Particularly in the light of recent developments on the general data protection regulation, it is obviously important that we ensure that we are abiding within the law and adopting best practice, but it would be a terrible shame if we ended up being unable to keep records relating to people who, to all intents and purposes, have come to us as constituents—almost as patients—and who would be rather surprised if we were to destroy the information we have kept about them. When they turn up seven years later, they expect us to remember every single case we have ever dealt with, or for that matter that our predecessor dealt with. I fully understand why it is right that when a Member of Parliament changes, things start all over again, but it would be crazy to adopt any kind of standard procedure of deleting, for every Parliament or every two or three years, material that could be important to the patient—the client, patient, customer, or constituent, however we want to term them.
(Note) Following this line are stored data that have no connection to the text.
//! Linktrawl main entry point
//!
//! Command-line interface for the time-boxed link crawler.

use anyhow::Context;
use clap::Parser;
use linktrawl::config::load_config;
use linktrawl::crawler::crawl;
use std::path::PathBuf;
use tracing_subscriber::EnvFilter;

/// Linktrawl: a time-boxed, multi-worker link crawler
///
/// Linktrawl crawls outward from a seed page for a fixed time budget,
/// persisting its frontier and per-page timings to plain text files. With a
/// tally marker configured it also ranks profile links by occurrence count.
#[derive(Parser, Debug)]
#[command(name = "linktrawl")]
#[command(version = "1.0.0")]
#[command(about = "A time-boxed, multi-worker link crawler", long_about = None)]
struct Cli {
    /// Path to TOML configuration file
    #[arg(value_name = "CONFIG")]
    config: PathBuf,

    /// Increase logging verbosity (-v, -vv, -vvv)
    #[arg(short, long, action = clap::ArgAction::Count)]
    verbose: u8,

    /// Suppress non-error output
    #[arg(short, long, conflicts_with = "verbose")]
    quiet: bool,

    /// Validate config and show what would be crawled without crawling
    #[arg(long)]
    dry_run: bool,
}

#[tokio::main]
async fn main() -> anyhow::Result<()> {
    let cli = Cli::parse();

    setup_logging(cli.verbose, cli.quiet);

    tracing::info!("Loading configuration from: {}", cli.config.display());
    let config = load_config(&cli.config)
        .with_context(|| format!("failed to load {}", cli.config.display()))?;

    if cli.dry_run {
        print_dry_run(&config);
        return Ok(());
    }

    let report = crawl(config).await.context("crawl failed")?;
    println!("Crawled {} links", report.crawled);

    Ok(())
}

/// Sets up the logging/tracing subscriber based on verbosity level
fn setup_logging(verbose: u8, quiet: bool) {
    let filter = if quiet {
        EnvFilter::new("error")
    } else {
        match verbose {
            0 => EnvFilter::new("linktrawl=info,warn"),
            1 => EnvFilter::new("linktrawl=debug,info"),
            2 => EnvFilter::new("linktrawl=trace,debug"),
            _ => EnvFilter::new("trace"),
        }
    };

    tracing_subscriber::fmt()
        .with_env_filter(filter)
        .with_target(false)
        .with_thread_ids(false)
        .with_file(false)
        .init();
}

/// Prints the effective configuration without crawling
fn print_dry_run(config: &linktrawl::config::Config) {
    println!("=== Linktrawl Dry Run ===\n");

    println!("Crawler Configuration:");
    println!("  Workers: {}", config.crawler.workers);
    println!("  Time budget: {}s", config.crawler.time_budget_secs);
    println!("  Fetch timeout: {}s", config.crawler.fetch_timeout_secs);
    println!("  Worker delay: {}ms", config.crawler.worker_delay_ms);
    println!("  User agent: {}", config.crawler.user_agent);

    println!("\nPolicy:");
    println!("  Crawl marker: {:?}", config.policy.crawl_marker);
    match &config.policy.tally_marker {
        Some(marker) => println!("  Tally marker: {:?}", marker),
        None => println!("  Tally marker: (disabled)"),
    }
    println!("  Exclude marker: {:?}", config.policy.exclude_marker);

    println!("\nOutput:");
    println!("  Queued file: {}", config.output.queued_path);
    println!("  Crawled file: {}", config.output.crawled_path);
    if let Some(tally_path) = &config.output.tally_path {
        println!("  Tally file: {}", tally_path);
    }

    println!("\nSeeds ({}):", config.seed.urls.len());
    for seed in &config.seed.urls {
        println!("  - {}", seed);
    }

    println!("\n✓ Configuration is valid");
}
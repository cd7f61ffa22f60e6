//! Frontier store: queued and crawled link sets plus the actor tally
//!
//! All three containers live behind one mutex so that every operation is
//! linearizable across workers. The dedup invariant lives here: a URL is
//! queued only while it is in neither the queued nor the crawled set, and a
//! URL that has been crawled is never re-admitted.

use std::collections::{HashMap, HashSet};
use std::sync::Mutex;
use url::Url;

/// Shared crawl frontier
///
/// Owns the queued set (discovered, not yet fetched), the crawled set
/// (fetch attempted, success or failure), and the actor tally. Crawled only
/// ever grows.
pub struct Frontier {
    inner: Mutex<FrontierState>,
}

struct FrontierState {
    queued: HashSet<String>,
    crawled: HashSet<String>,
    tally: HashMap<String, u64>,
}

impl Frontier {
    /// Creates an empty frontier
    pub fn new() -> Self {
        Self {
            inner: Mutex::new(FrontierState {
                queued: HashSet::new(),
                crawled: HashSet::new(),
                tally: HashMap::new(),
            }),
        }
    }

    /// Inserts each URL into the queued set iff it is in neither the queued
    /// nor the crawled set
    pub fn enqueue_candidates<I>(&self, urls: I)
    where
        I: IntoIterator<Item = String>,
    {
        let mut state = self.inner.lock().unwrap();
        for url in urls {
            if !state.queued.contains(&url) && !state.crawled.contains(&url) {
                state.queued.insert(url);
            }
        }
    }

    /// Moves a URL from the queued set to the crawled set
    ///
    /// A URL absent from the queued set (the seed on a fresh run, or a link
    /// republished by two refill cycles) is still added to crawled.
    pub fn mark_crawled(&self, url: &str) {
        let mut state = self.inner.lock().unwrap();
        if !state.queued.remove(url) {
            tracing::debug!("Marking {} crawled, but it was not queued", url);
        }
        state.crawled.insert(url.to_string());
    }

    /// Returns true if the URL has already completed a fetch attempt
    pub fn is_crawled(&self, url: &str) -> bool {
        self.inner.lock().unwrap().crawled.contains(url)
    }

    /// Counts each bare profile link toward its actor's tally
    ///
    /// A link carrying any query string referenced an action on the profile
    /// (subscribe and the like) rather than the profile itself, and is
    /// skipped. The actor name is the final path segment of the profile URL.
    pub fn record_tally<'a, I>(&self, urls: I)
    where
        I: IntoIterator<Item = &'a str>,
    {
        let mut state = self.inner.lock().unwrap();
        for url in urls {
            if let Some(actor) = actor_name(url) {
                let count = state.tally.entry(actor).or_insert(0);
                *count += 1;
            }
        }
    }

    /// Snapshot of the queued set for persistence
    pub fn queued_snapshot(&self) -> HashSet<String> {
        self.inner.lock().unwrap().queued.clone()
    }

    /// Snapshot of the tally for persistence
    pub fn tally_snapshot(&self) -> HashMap<String, u64> {
        self.inner.lock().unwrap().tally.clone()
    }

    /// Number of URLs that have completed a fetch attempt
    pub fn crawled_len(&self) -> usize {
        self.inner.lock().unwrap().crawled.len()
    }

    /// Number of URLs waiting on the frontier
    pub fn queued_len(&self) -> usize {
        self.inner.lock().unwrap().queued.len()
    }

    /// Verifies the dedup invariant; exposed for tests
    #[cfg(test)]
    pub fn queued_crawled_disjoint(&self) -> bool {
        let state = self.inner.lock().unwrap();
        state.queued.is_disjoint(&state.crawled)
    }
}

impl Default for Frontier {
    fn default() -> Self {
        Self::new()
    }
}

/// Derives the actor name from a bare profile URL
///
/// Returns None for URLs with a query string or without a usable final path
/// segment.
fn actor_name(url: &str) -> Option<String> {
    let parsed = Url::parse(url).ok()?;

    if parsed.query().is_some() {
        return None;
    }

    parsed
        .path_segments()?
        .filter(|segment| !segment.is_empty())
        .last()
        .map(|segment| segment.to_string())
}
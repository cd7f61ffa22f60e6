//! Link extraction from fetched HTML
//!
//! Pulls the `href` value of every anchor tag out of a page body and
//! resolves it to an absolute URL against the scheme and host of the page it
//! was found on. Duplicate hrefs on the same page collapse to one entry;
//! deduplication against other pages belongs to the frontier.

use scraper::{Html, Selector};
use std::collections::HashSet;
use url::Url;

/// Extracts all anchor hrefs from an HTML body as absolute URLs
///
/// Relative links resolve against the base page's origin (scheme + host),
/// matching how the crawler treats every page as rooted at its site. Links
/// that are already absolute pass through resolution unchanged. A body the
/// tokenizer cannot make sense of yields an empty set, never an error.
///
/// # Examples
///
/// ```
/// use linktrawl::extract::extract_links;
/// use url::Url;
///
/// let base = Url::parse("https://x.test/page").unwrap();
/// let links = extract_links(r#"<a href="/watch?v=1">w</a>"#, &base);
/// assert!(links.contains("https://x.test/watch?v=1"));
/// ```
pub fn extract_links(html: &str, base: &Url) -> HashSet<String> {
    let document = Html::parse_document(html);

    let selector = match Selector::parse("a[href]") {
        Ok(s) => s,
        Err(_) => return HashSet::new(),
    };

    let origin = page_origin(base);

    let mut links = HashSet::new();
    for element in document.select(&selector) {
        if let Some(href) = element.value().attr("href") {
            if let Some(absolute) = resolve_href(href, &origin) {
                links.insert(absolute);
            }
        }
    }

    links
}

/// Reduces a page URL to its origin (scheme + host, root path)
fn page_origin(base: &Url) -> Url {
    let mut origin = base.clone();
    origin.set_path("/");
    origin.set_query(None);
    origin.set_fragment(None);
    origin
}

/// Resolves a raw href to an absolute URL, dropping values that cannot
/// resolve to an http(s) URL
fn resolve_href(href: &str, origin: &Url) -> Option<String> {
    let href = href.trim();

    if href.is_empty() {
        return None;
    }

    match origin.join(href) {
        Ok(absolute) => {
            if absolute.scheme() == "http" || absolute.scheme() == "https" {
                Some(absolute.to_string())
            } else {
                None
            }
        }
        Err(_) => None,
    }
}

#[cfg(test)]
mod tests {
    use super::*;

    fn base_url() -> Url {
        Url::parse("https://x.test/page").unwrap()
    }

    #[test]
    fn test_extract_relative_link() {
        let links = extract_links(r#"<a href="/watch?v=1">Link</a>"#, &base_url());
        assert_eq!(links.len(), 1);
        assert!(links.contains("https://x.test/watch?v=1"));
    }

    #[test]
    fn test_extract_absolute_link_unchanged() {
        let links = extract_links(r#"<a href="https://other.test/page">Link</a>"#, &base_url());
        assert_eq!(links.len(), 1);
        assert!(links.contains("https://other.test/page"));
    }

    #[test]
    fn test_relative_link_resolves_against_origin() {
        // A bare relative path resolves against the host root, not the page path
        let base = Url::parse("https://x.test/a/b").unwrap();
        let links = extract_links(r#"<a href="other">Link</a>"#, &base);
        assert!(links.contains("https://x.test/other"));
    }

    #[test]
    fn test_duplicate_hrefs_collapse() {
        let html = r#"<a href="/watch?v=1">A</a><a href="/watch?v=1">B</a>"#;
        let links = extract_links(html, &base_url());
        assert_eq!(links.len(), 1);
    }

    #[test]
    fn test_multiple_links() {
        let html = r#"
            <html><body>
                <a href="/watch?v=1">One</a>
                <a href="/watch?v=2">Two</a>
                <a href="https://other.test/watch?v=3">Three</a>
            </body></html>
        "#;
        let links = extract_links(html, &base_url());
        assert_eq!(links.len(), 3);
    }

    #[test]
    fn test_anchor_without_href_ignored() {
        let links = extract_links(r#"<a name="top">anchor</a>"#, &base_url());
        assert!(links.is_empty());
    }

    #[test]
    fn test_non_http_scheme_dropped() {
        let links = extract_links(r#"<a href="mailto:me@x.test">mail</a>"#, &base_url());
        assert!(links.is_empty());
    }

    #[test]
    fn test_garbage_body_yields_empty_set() {
        let links = extract_links("\u{0}\u{1}<<<>>> not html at all", &base_url());
        assert!(links.is_empty());
    }

    #[test]
    fn test_empty_href_ignored() {
        let links = extract_links(r#"<a href="">empty</a>"#, &base_url());
        assert!(links.is_empty());
    }
}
Another important element of this relates primarily to the safety of our staff. Sometimes we deal with people who have major psychotic episodes during their life, or have mental health problems. I am not saying that just because someone has a mental health problem, it means they will be problematic, but it may be that when there are repeat visits to an MP’s office, it is useful to have kept the information for several years about the person who has come in through the door. Thus, for instance, if our staff have changed, the new staff will be aware of the potential problems that might exist in relation to an individual.
I hope that the Data Guardian will be able to provide advice to Members of Parliament as well. I know that is not in the Bill and is not its primary purpose, but it would be a mistake if the guardian were to operate in a way that did not take any cognisance of the relationship that Members of Parliament have with local health boards, and with the health service and care provision in general.